Notice that this makes a "cross" of 5 (unique) points in the input space. A standard EasyVVUQ campaign always has a single l_norm, such as for instance [2,2], which leads to a full "square" of 9 points: [0.0, 0.5, 1.0] x [0.0, 0.5, 1.0]. Sparse grids on the other hand, build the grid from the bottom up, using a linear combination of l_norm multi indices, which can lead to more sparse sampling plans.

The array analysis.l_norm contains the currently accepted multi indices, and therefore the current configuration of points. What analysis.look_ahead(analysis.l_norm) does is take these multi indices, and compute new "candidate" l_norm entries, which are stored in sampler.admissible_idx. These new candidate multi indices will (probably) contain unsampled points, which are then sampled using fab.run_uq_ensemble as before. The skip parameter is used to prevent recomputing already computed samples. We set it equal to the number of samples which are already computed through skip=sampler.count.

Adapt_dimension

The function analysis.adapt_dimension takes the name of the quantity of interest (QoI), and the sample database as input. For every multi index in sampler.admissible_idx, it computes the so-called "hierarchical surplus error", which is the difference between the new sample of our QoI (output_columns[0]), and the polynomial approximation of that sample at the previous iteration.
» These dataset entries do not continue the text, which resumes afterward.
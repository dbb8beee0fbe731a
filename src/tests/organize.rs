//! End-to-end clustering and suggestion scenarios.

use std::sync::atomic::{AtomicUsize, Ordering};

use crate::semantic::clustering::{cluster_collection, ClusterOptions};
use crate::semantic::labeler::{LabelError, Labeler};
use crate::semantic::store::{VectorEntry, VectorStore, ITEMS};
use crate::semantic::suggest::{SubLevelOptions, SuggestOptions, SuggestionEngine};

fn block_on<F: std::future::Future>(future: F) -> F::Output {
    tokio::runtime::Builder::new_current_thread()
        .enable_all()
        .build()
        .expect("failed to build runtime")
        .block_on(future)
}

/// Labeler that answers valid JSON with a running counter.
struct CountingLabeler {
    calls: AtomicUsize,
}

impl CountingLabeler {
    fn new() -> Self {
        Self {
            calls: AtomicUsize::new(0),
        }
    }
}

impl Labeler for CountingLabeler {
    async fn label(&self, _prompt: &str) -> Result<String, LabelError> {
        let n = self.calls.fetch_add(1, Ordering::SeqCst);
        Ok(format!(
            r#"{{"title": "Group {n}", "description": "generated"}}"#
        ))
    }
}

fn seeded_store(vectors: &[(&str, [f32; 2])]) -> VectorStore {
    let mut store = VectorStore::new();
    for (id, [x, y]) in vectors {
        store
            .upsert(
                ITEMS,
                VectorEntry::new(*id, vec![*x, *y]).with_meta("content", format!("note {id}")),
            )
            .unwrap();
    }
    store
}

#[test]
fn test_two_group_population_splits_cleanly() {
    let store = seeded_store(&[
        ("a1", [1.0, 0.0]),
        ("a2", [0.9, 0.1]),
        ("a3", [0.95, 0.05]),
        ("b1", [0.0, 1.0]),
        ("b2", [0.1, 0.9]),
        ("b3", [0.05, 0.95]),
    ]);

    let clusters = cluster_collection(
        &store,
        ITEMS,
        &ClusterOptions {
            k: 2,
            ..Default::default()
        },
    )
    .unwrap();

    assert_eq!(clusters.len(), 2);
    for cluster in &clusters {
        assert_eq!(cluster.size(), 3);
        assert!(cluster.cohesion > 0.9, "cohesion {}", cluster.cohesion);
        let group = &cluster.members[0][..1];
        assert!(
            cluster.members.iter().all(|id| id.starts_with(group)),
            "mixed cluster: {:?}",
            cluster.members
        );
    }
}

#[test]
fn test_suggestions_label_both_groups() {
    let store = seeded_store(&[
        ("a1", [1.0, 0.0]),
        ("a2", [0.9, 0.1]),
        ("a3", [0.95, 0.05]),
        ("b1", [0.0, 1.0]),
        ("b2", [0.1, 0.9]),
        ("b3", [0.05, 0.95]),
    ]);

    let engine = SuggestionEngine::new(CountingLabeler::new());
    let proposals = block_on(engine.suggest(
        &store,
        ITEMS,
        &SuggestOptions {
            cluster_count: 2,
            min_cluster_size: 2,
            ..Default::default()
        },
    ))
    .unwrap();

    assert_eq!(proposals.len(), 2);
    for pair in proposals.windows(2) {
        assert!(pair[0].cohesion >= pair[1].cohesion);
    }
    for proposal in &proposals {
        assert!(proposal.title.starts_with("Group"));
        assert_eq!(proposal.member_ids.len(), 3);
    }
}

#[test]
fn test_hierarchical_sub_proposals_present_but_empty_below_minimum() {
    // Root proposals of exactly two members: present sub_proposals field,
    // no contents.
    let store = seeded_store(&[
        ("a1", [1.0, 0.0]),
        ("a2", [0.99, 0.01]),
        ("b1", [0.0, 1.0]),
        ("b2", [0.01, 0.99]),
    ]);

    let engine = SuggestionEngine::new(CountingLabeler::new());
    let proposals = block_on(engine.suggest_hierarchical(
        &store,
        ITEMS,
        &SuggestOptions {
            cluster_count: 2,
            min_cluster_size: 2,
            ..Default::default()
        },
        &SubLevelOptions {
            cluster_count: 2,
            min_cluster_size: 2,
        },
    ))
    .unwrap();

    assert_eq!(proposals.len(), 2);
    for proposal in &proposals {
        assert!(proposal.sub_proposals.is_empty());
    }
}

#[test]
fn test_hierarchical_sub_proposals_populated_when_minimum_met() {
    // Six notes in one cohesive region containing two distinguishable
    // sub-groups.
    let store = seeded_store(&[
        ("p1", [1.0, 0.0]),
        ("p2", [0.99, 0.01]),
        ("p3", [0.98, 0.02]),
        ("q1", [0.8, 0.2]),
        ("q2", [0.79, 0.21]),
        ("q3", [0.78, 0.22]),
    ]);

    let engine = SuggestionEngine::new(CountingLabeler::new());
    let proposals = block_on(engine.suggest_hierarchical(
        &store,
        ITEMS,
        &SuggestOptions {
            cluster_count: 1,
            min_cluster_size: 3,
            ..Default::default()
        },
        &SubLevelOptions {
            cluster_count: 2,
            min_cluster_size: 2,
        },
    ))
    .unwrap();

    assert_eq!(proposals.len(), 1);
    assert!(!proposals[0].sub_proposals.is_empty());

    // Sub-proposal members stay within the root's members and only one
    // extra level exists.
    for sub in &proposals[0].sub_proposals {
        assert!(sub.sub_proposals.is_empty());
        for id in &sub.member_ids {
            assert!(proposals[0].member_ids.contains(id));
        }
    }
}
use rusty_ulid::Ulid;
use serde::{Deserialize, Serialize};
use std::convert::Infallible;
use std::str::FromStr;
use std::{fmt::Display, ops::Deref};

/// External id: a ULID rendered as a string. Used for note ids and
/// enrichment tickets.
#[derive(Clone, Debug, PartialEq, Eq, Serialize, Deserialize, Hash)]
pub struct Eid(String);

impl Display for Eid {
    fn fmt(&self, f: &mut std::fmt::Formatter<'_>) -> std::fmt::Result {
        write!(f, "{}", self.0)
    }
}

impl FromStr for Eid {
    type Err = Infallible;

    fn from_str(s: &str) -> Result<Self, Self::Err> {
        Ok(Eid(s.to_string()))
    }
}

impl Deref for Eid {
    type Target = String;

    fn deref(&self) -> &Self::Target {
        &self.0
    }
}

impl From<&str> for Eid {
    fn from(fr: &str) -> Self {
        Eid(fr.to_string())
    }
}

impl From<String> for Eid {
    fn from(fr: String) -> Self {
        Eid(fr)
    }
}

impl From<Eid> for String {
    fn from(fr: Eid) -> Self {
        fr.0
    }
}

impl Eid {
    #[inline]
    pub fn new() -> Eid {
        Eid(Ulid::generate().to_string())
    }
}

impl Default for Eid {
    fn default() -> Self {
        Self::new()
    }
}
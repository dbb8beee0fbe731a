//! Embedding generation via fastembed.
//!
//! The embedding collaborator for the vector store: turns note content and
//! extracted concepts into fixed-dimension vectors. Failures propagate:
//! a zero vector means "matches nothing" to the store, so one must never
//! be fabricated in place of a real embedding.

use std::path::PathBuf;
use std::sync::Mutex;

use fastembed::{InitOptions, TextEmbedding};

/// Maximum content length fed to the model (characters, not tokens).
const MAX_EMBED_CHARS: usize = 512;

/// Errors from embedding generation.
#[derive(Debug, thiserror::Error)]
pub enum EmbeddingError {
    #[error("Model initialization failed: {0}")]
    InitFailed(String),

    #[error("Embedding generation failed: {0}")]
    GenerationFailed(String),

    #[error("Invalid model name: {0}")]
    InvalidModel(String),
}

/// Wrapper around fastembed's TextEmbedding model.
/// Uses a Mutex because fastembed's embed() requires `&mut self`.
pub struct Embedder {
    model: Mutex<TextEmbedding>,
    model_name: String,
    dimensions: usize,
}

impl Embedder {
    /// Load (downloading on first use) the named model, caching under
    /// `cache_dir/models`.
    pub fn new(model_name: &str, cache_dir: PathBuf) -> Result<Self, EmbeddingError> {
        let model_enum = parse_model_name(model_name)?;

        let models_dir = cache_dir.join("models");
        std::fs::create_dir_all(&models_dir).map_err(|e| {
            EmbeddingError::InitFailed(format!("Failed to create models directory: {e}"))
        })?;

        let options = InitOptions::new(model_enum)
            .with_cache_dir(models_dir)
            .with_show_download_progress(true);

        let mut model = TextEmbedding::try_new(options)
            .map_err(|e| EmbeddingError::InitFailed(e.to_string()))?;

        let dimensions = probe_dimensions(&mut model)?;
        log::info!("embedding model '{model_name}' ready ({dimensions} dims)");

        Ok(Self {
            model: Mutex::new(model),
            model_name: model_name.to_string(),
            dimensions,
        })
    }

    pub fn name(&self) -> &str {
        &self.model_name
    }

    pub fn dimensions(&self) -> usize {
        self.dimensions
    }

    /// SHA256 of the model name, used to tag persisted snapshots.
    pub fn model_id_hash(&self) -> [u8; 32] {
        model_id_hash(&self.model_name)
    }

    /// Embed a single prepared text.
    pub fn embed(&self, text: &str) -> Result<Vec<f32>, EmbeddingError> {
        let mut model = self.model.lock().map_err(|e| {
            EmbeddingError::GenerationFailed(format!("Failed to acquire model lock: {e}"))
        })?;

        let embeddings = model
            .embed(vec![text], None)
            .map_err(|e| EmbeddingError::GenerationFailed(e.to_string()))?;

        embeddings
            .into_iter()
            .next()
            .ok_or_else(|| EmbeddingError::GenerationFailed("No embedding returned".to_string()))
    }

    /// Embed several texts in one model pass (used for concept batches and
    /// reindexing).
    pub fn embed_batch(&self, texts: &[String]) -> Result<Vec<Vec<f32>>, EmbeddingError> {
        if texts.is_empty() {
            return Ok(vec![]);
        }

        let mut model = self.model.lock().map_err(|e| {
            EmbeddingError::GenerationFailed(format!("Failed to acquire model lock: {e}"))
        })?;

        model
            .embed(texts.to_vec(), None)
            .map_err(|e| EmbeddingError::GenerationFailed(e.to_string()))
    }
}

/// SHA256 of a model name. Snapshots are tagged with this so a model
/// change invalidates stored vectors instead of mixing spaces.
pub fn model_id_hash(model_name: &str) -> [u8; 32] {
    use sha2::{Digest, Sha256};
    let mut hasher = Sha256::new();
    hasher.update(model_name.as_bytes());
    hasher.finalize().into()
}

/// Prepare note content for embedding: trim, reject empty, truncate to the
/// model input limit on a char boundary.
pub fn prepare_content(content: &str) -> Option<String> {
    let trimmed = content.trim();
    if trimmed.is_empty() {
        return None;
    }

    if trimmed.chars().count() <= MAX_EMBED_CHARS {
        return Some(trimmed.to_string());
    }

    let truncated: String = trimmed.chars().take(MAX_EMBED_CHARS).collect();
    Some(format!("{truncated}..."))
}

fn parse_model_name(name: &str) -> Result<fastembed::EmbeddingModel, EmbeddingError> {
    match name.to_lowercase().as_str() {
        "all-minilm-l6-v2" | "allminiml6v2" => Ok(fastembed::EmbeddingModel::AllMiniLML6V2),
        "all-minilm-l6-v2-q" | "allminiml6v2q" => Ok(fastembed::EmbeddingModel::AllMiniLML6V2Q),
        "bge-small-en-v1.5" | "bgesmallenv15" => Ok(fastembed::EmbeddingModel::BGESmallENV15),
        "bge-small-en-v1.5-q" | "bgesmallenv15q" => Ok(fastembed::EmbeddingModel::BGESmallENV15Q),
        "bge-base-en-v1.5" | "bgebaseenv15" => Ok(fastembed::EmbeddingModel::BGEBaseENV15),
        "bge-base-en-v1.5-q" | "bgebaseenv15q" => Ok(fastembed::EmbeddingModel::BGEBaseENV15Q),
        "bge-large-en-v1.5" | "bgelargeenv15" => Ok(fastembed::EmbeddingModel::BGELargeENV15),
        "bge-large-en-v1.5-q" | "bgelargeenv15q" => Ok(fastembed::EmbeddingModel::BGELargeENV15Q),
        _ => Err(EmbeddingError::InvalidModel(format!(
            "Unknown model: {name}. Supported models: all-MiniLM-L6-v2, bge-small-en-v1.5, bge-base-en-v1.5, bge-large-en-v1.5 (add -q suffix for quantized)"
        ))),
    }
}

/// Determine output dimensions by embedding a probe string.
fn probe_dimensions(model: &mut TextEmbedding) -> Result<usize, EmbeddingError> {
    let probe = model
        .embed(vec!["probe"], None)
        .map_err(|e| EmbeddingError::InitFailed(format!("Failed to probe dimensions: {e}")))?;

    probe
        .first()
        .map(|v| v.len())
        .ok_or_else(|| EmbeddingError::InitFailed("Model returned no embedding".to_string()))
}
The surplus is therefore used as a local error estimator, and the multi index in sampler.admissible_idx with the highest surplus will get added to analysis.l_norm, and then dummy_look_ahead.py can get executed again. This goes round and round until we have spent our computational budget (3000 CovidSim samples in this case).

What follows in our Python script are just several post-processing steps to produces the Figures we used in the article.